The boot camp was initially launched in 2015 as a two-week elective for a pilot group of eight students, to ready them for residency training. Since then, word of mouth has spread about the value of the boot camp, with the result that the 2022 cohort of 50 students was the largest to date.
In 2023, the boot camp will become a four-week required course for all graduating medical students, and will include specialty components such as emergency medicine, internal medicine, surgery, obstetrics-gynecology, and pediatrics. The course will be directed by Gauri Agarwal, M.D., associate dean of curriculum; Alecia Stein, M.D., director of simulation education; and Paul Mendez, M.D., director of clinical skills. Faculty members from the Departments of Medicine, Anesthesiology, Radiology, and Medical Education, and the Division of Emergency Medicine, will also contribute to the lessons in a voluntary role.
“The goal is to provide students greater confidence in beginning their internship year by preparing [them] to communicate effectively in challenging scenarios with standardized patients, to handle acute emergencies using high-fidelity simulations at the Gordon Center, to prepare for the professionalism required of residency training, and to consolidate the knowledge gained over four years of medical school,” Dr. Agarwal said.
Students taking the course can expect an interactive experience, performing simulations, procedure labs, and standardized patient sessions in “real” scenarios that they will encounter in residency.
A favorite of the students has been emergency scenarios in which they are the first person in the room and must make an assessment and begin initial management, exercising a greater and unaccustomed level of independence. They also practice communication scenarios they may never have encountered, such as significant medical errors or informing a family member of a patient’s death.
“I had been waiting for an experience like this throughout medical school,” said Daniel Beckerman, a fourth-year student. “To be challenged with working effectively as a team to navigate common yet extremely consequential scenarios is important. I am glad the Miller School is leveraging the resources available to them through the Gordon Center to improve the way medical education is delivered, and hope they find more ways to integrate this type of learning into the new curriculum.”
The Department of Medical Education has been taking notes throughout the boot camps, with an eye to the course’s launch in 2023. Many of the popular boot camp lessons will remain as part of the course curriculum, while coverage will broaden to encompass other needed areas and give students the best experience.

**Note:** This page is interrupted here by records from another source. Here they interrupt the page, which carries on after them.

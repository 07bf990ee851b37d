// Copyright 2024. The Jarrah Project
//
// Redistribution and use in source and binary forms, with or without modification, are permitted provided that the
// following conditions are met:
//
// 1. Redistributions of source code must retain the above copyright notice, this list of conditions and the following
// disclaimer.
//
// 2. Redistributions in binary form must reproduce the above copyright notice, this list of conditions and the
// following disclaimer in the documentation and/or other materials provided with the distribution.
//
// 3. Neither the name of the copyright holder nor the names of its contributors may be used to endorse or promote
// products derived from this software without specific prior written permission.
//
// THIS SOFTWARE IS PROVIDED BY THE COPYRIGHT HOLDERS AND CONTRIBUTORS "AS IS" AND ANY EXPRESS OR IMPLIED WARRANTIES,
// INCLUDING, BUT NOT LIMITED TO, THE IMPLIED WARRANTIES OF MERCHANTABILITY AND FITNESS FOR A PARTICULAR PURPOSE ARE
// DISCLAIMED. IN NO EVENT SHALL THE COPYRIGHT HOLDER OR CONTRIBUTORS BE LIABLE FOR ANY DIRECT, INDIRECT, INCIDENTAL,
// SPECIAL, EXEMPLARY, OR CONSEQUENTIAL DAMAGES (INCLUDING, BUT NOT LIMITED TO, PROCUREMENT OF SUBSTITUTE GOODS OR
// SERVICES; LOSS OF USE, DATA, OR PROFITS; OR BUSINESS INTERRUPTION) HOWEVER CAUSED AND ON ANY THEORY OF LIABILITY,
// WHETHER IN CONTRACT, STRICT LIABILITY, OR TORT (INCLUDING NEGLIGENCE OR OTHERWISE) ARISING IN ANY WAY OUT OF THE
// USE OF THIS SOFTWARE, EVEN IF ADVISED OF THE POSSIBILITY OF SUCH DAMAGE.

//! The unconfirmed transaction set. Deliberately just a set: prioritisation, fee markets and
//! replacement policies are not this node's business.

use std::{collections::HashMap, sync::Arc};

use jarrah_common_types::types::TxHash;
use log::*;
use thiserror::Error;

use crate::{
    blocks::Block,
    state_machine::StateMachine,
    transactions::{signature::verify_signature, RawTransaction, TransactionError},
};

const LOG_TARGET: &str = "c::mp::mempool";

/// How deep an orphaned block may be, measured from the new tip, for its transactions to be
/// returned to the pool after a reorg. Roughly one day of blocks.
pub const MEMPOOL_REORG_DEPTH_WINDOW: u64 = 144;

const DEFAULT_STORAGE_CAPACITY: usize = 10_000;

#[derive(Debug, Error)]
pub enum MempoolError {
    #[error("Transaction failed validation: {0}")]
    Transaction(#[from] TransactionError),
}

/// What happened to a submitted transaction.
#[derive(Debug, Clone, Copy, PartialEq, Eq)]
pub enum TxInsertOutcome {
    Inserted,
    AlreadyKnown,
    PoolFull,
}

#[derive(Debug, Clone, Copy)]
pub struct MempoolConfig {
    /// Maximum number of transactions held; inserts beyond this are refused.
    pub storage_capacity: usize,
}

impl Default for MempoolConfig {
    fn default() -> Self {
        Self {
            storage_capacity: DEFAULT_STORAGE_CAPACITY,
        }
    }
}

/// The set of unconfirmed transactions, keyed by transaction hash. The owner wraps this in a
/// lock; all methods are plain synchronous mutations.
pub struct Mempool {
    config: MempoolConfig,
    txs: HashMap<TxHash, RawTransaction>,
    state_machine: Arc<dyn StateMachine>,
}

impl Mempool {
    pub fn new(config: MempoolConfig, state_machine: Arc<dyn StateMachine>) -> Self {
        Self {
            config,
            txs: HashMap::new(),
            state_machine,
        }
    }

    /// Validates and admits a transaction. Signature and state-machine failures are errors (the
    /// sender handed us garbage); duplicates and a full pool are ordinary outcomes.
    pub fn insert(&mut self, tx: RawTransaction) -> Result<TxInsertOutcome, MempoolError> {
        let hash = tx.hash();
        if self.txs.contains_key(&hash) {
            return Ok(TxInsertOutcome::AlreadyKnown);
        }
        if self.txs.len() >= self.config.storage_capacity {
            return Ok(TxInsertOutcome::PoolFull);
        }

        verify_signature(&tx.from_pubkey, &tx.sig, &tx.envelope()).map_err(TransactionError::from)?;
        self.state_machine.verify_tx(&tx).map_err(TransactionError::from)?;

        debug!(target: LOG_TARGET, "Inserting tx {} into mempool", hash);
        self.txs.insert(hash, tx);
        Ok(TxInsertOutcome::Inserted)
    }

    pub fn contains(&self, hash: &TxHash) -> bool {
        self.txs.contains_key(hash)
    }

    pub fn len(&self) -> usize {
        self.txs.len()
    }

    pub fn is_empty(&self) -> bool {
        self.txs.is_empty()
    }

    /// A copy of the current pool contents, e.g. for building a block template.
    pub fn snapshot(&self) -> Vec<RawTransaction> {
        self.txs.values().cloned().collect()
    }

    /// Drops every transaction that was sequenced in `block`.
    pub fn remove_published(&mut self, block: &Block) {
        for tx in &block.transactions {
            self.txs.remove(&tx.hash());
        }
    }

    /// Reconciles the pool across a tip change. Transactions from orphaned blocks within the
    /// depth window are returned to the pool, everything sequenced on the new branch is removed,
    /// and the survivors are re-checked against the state machine.
    pub fn process_reorg(&mut self, applied: &[Block], reverted: &[Block], new_tip_height: u64) {
        for block in reverted {
            if new_tip_height.saturating_sub(block.height) > MEMPOOL_REORG_DEPTH_WINDOW {
                continue;
            }
            for tx in &block.transactions {
                match self.insert(tx.clone()) {
                    Ok(TxInsertOutcome::Inserted) => {},
                    Ok(_) => {},
                    Err(e) => debug!(
                        target: LOG_TARGET,
                        "Orphaned tx {} not reinserted: {}",
                        tx.hash(),
                        e
                    ),
                }
            }
        }
        for block in applied {
            self.remove_published(block);
        }
        self.revalidate();
        debug!(
            target: LOG_TARGET,
            "Mempool reconciled after reorg, {} txs pending",
            self.txs.len()
        );
    }

    /// Drops pool entries the state machine no longer accepts.
    pub fn revalidate(&mut self) {
        let state_machine = self.state_machine.clone();
        self.txs.retain(|hash, tx| match state_machine.verify_tx(tx) {
            Ok(()) => true,
            Err(e) => {
                debug!(target: LOG_TARGET, "Dropping tx {} on revalidation: {}", hash, e);
                false
            },
        });
    }
}

#[cfg(test)]
mod tests {
    use k256::ecdsa::{signature::Signer, Signature, SigningKey};
    use rand::rngs::OsRng;

    use super::*;
    use crate::state_machine::{NullStateMachine, StateMachineError};

    fn signed_tx(amount: u64) -> RawTransaction {
        let sk = SigningKey::random(&mut OsRng);
        let point = sk.verifying_key().to_encoded_point(false);
        let mut from_pubkey = [0u8; 65];
        from_pubkey.copy_from_slice(point.as_bytes());
        let mut tx = RawTransaction {
            version: 1,
            sig: [0u8; 64],
            from_pubkey,
            to_pubkey: [3u8; 65],
            amount,
            fee: 1,
            nonce: 0,
        };
        let signature: Signature = sk.sign(&tx.envelope());
        tx.sig.copy_from_slice(&signature.to_bytes());
        tx
    }

    fn test_pool() -> Mempool {
        Mempool::new(MempoolConfig::default(), Arc::new(NullStateMachine))
    }

    #[test]
    fn insert_deduplicates() {
        let mut pool = test_pool();
        let tx = signed_tx(100);
        assert_eq!(pool.insert(tx.clone()).unwrap(), TxInsertOutcome::Inserted);
        assert_eq!(pool.insert(tx.clone()).unwrap(), TxInsertOutcome::AlreadyKnown);
        assert_eq!(pool.len(), 1);
        assert!(pool.contains(&tx.hash()));
    }

    #[test]
    fn insert_rejects_bad_signature() {
        let mut pool = test_pool();
        let mut tx = signed_tx(100);
        tx.sig[0] ^= 0xff;
        assert!(pool.insert(tx).is_err());
        assert!(pool.is_empty());
    }

    #[test]
    fn capacity_is_enforced() {
        let mut pool = Mempool::new(MempoolConfig { storage_capacity: 1 }, Arc::new(NullStateMachine));
        assert_eq!(pool.insert(signed_tx(1)).unwrap(), TxInsertOutcome::Inserted);
        assert_eq!(pool.insert(signed_tx(2)).unwrap(), TxInsertOutcome::PoolFull);
    }

    struct RejectEverything;

    impl StateMachine for RejectEverything {
        fn verify_tx(&self, _tx: &RawTransaction) -> Result<(), StateMachineError> {
            Err(StateMachineError::TransactionRejected("no".to_string()))
        }

        fn apply_block(&self, _block: &Block) -> Result<(), StateMachineError> {
            Ok(())
        }

        fn revert_block(&self, _block: &Block) -> Result<(), StateMachineError> {
            Ok(())
        }
    }

    #[test]
    fn state_machine_gates_insert() {
        let mut pool = Mempool::new(MempoolConfig::default(), Arc::new(RejectEverything));
        assert!(pool.insert(signed_tx(5)).is_err());
    }
}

“We will have the time to create specialty paths within the course so students specializing in certain areas can add those skill sets,” Dr. Agarwal said. “We also hope to add an interprofessional piece that existed before the pandemic, training with fellow nursing and physical therapy students.
“The ultimate goal of the NextGenMD curriculum is to create transformational leaders in medicine, but the most immediate goal at graduation is ensuring that our students take outstanding care of their patients in residency and are prepared well for that transition to more independent practice.”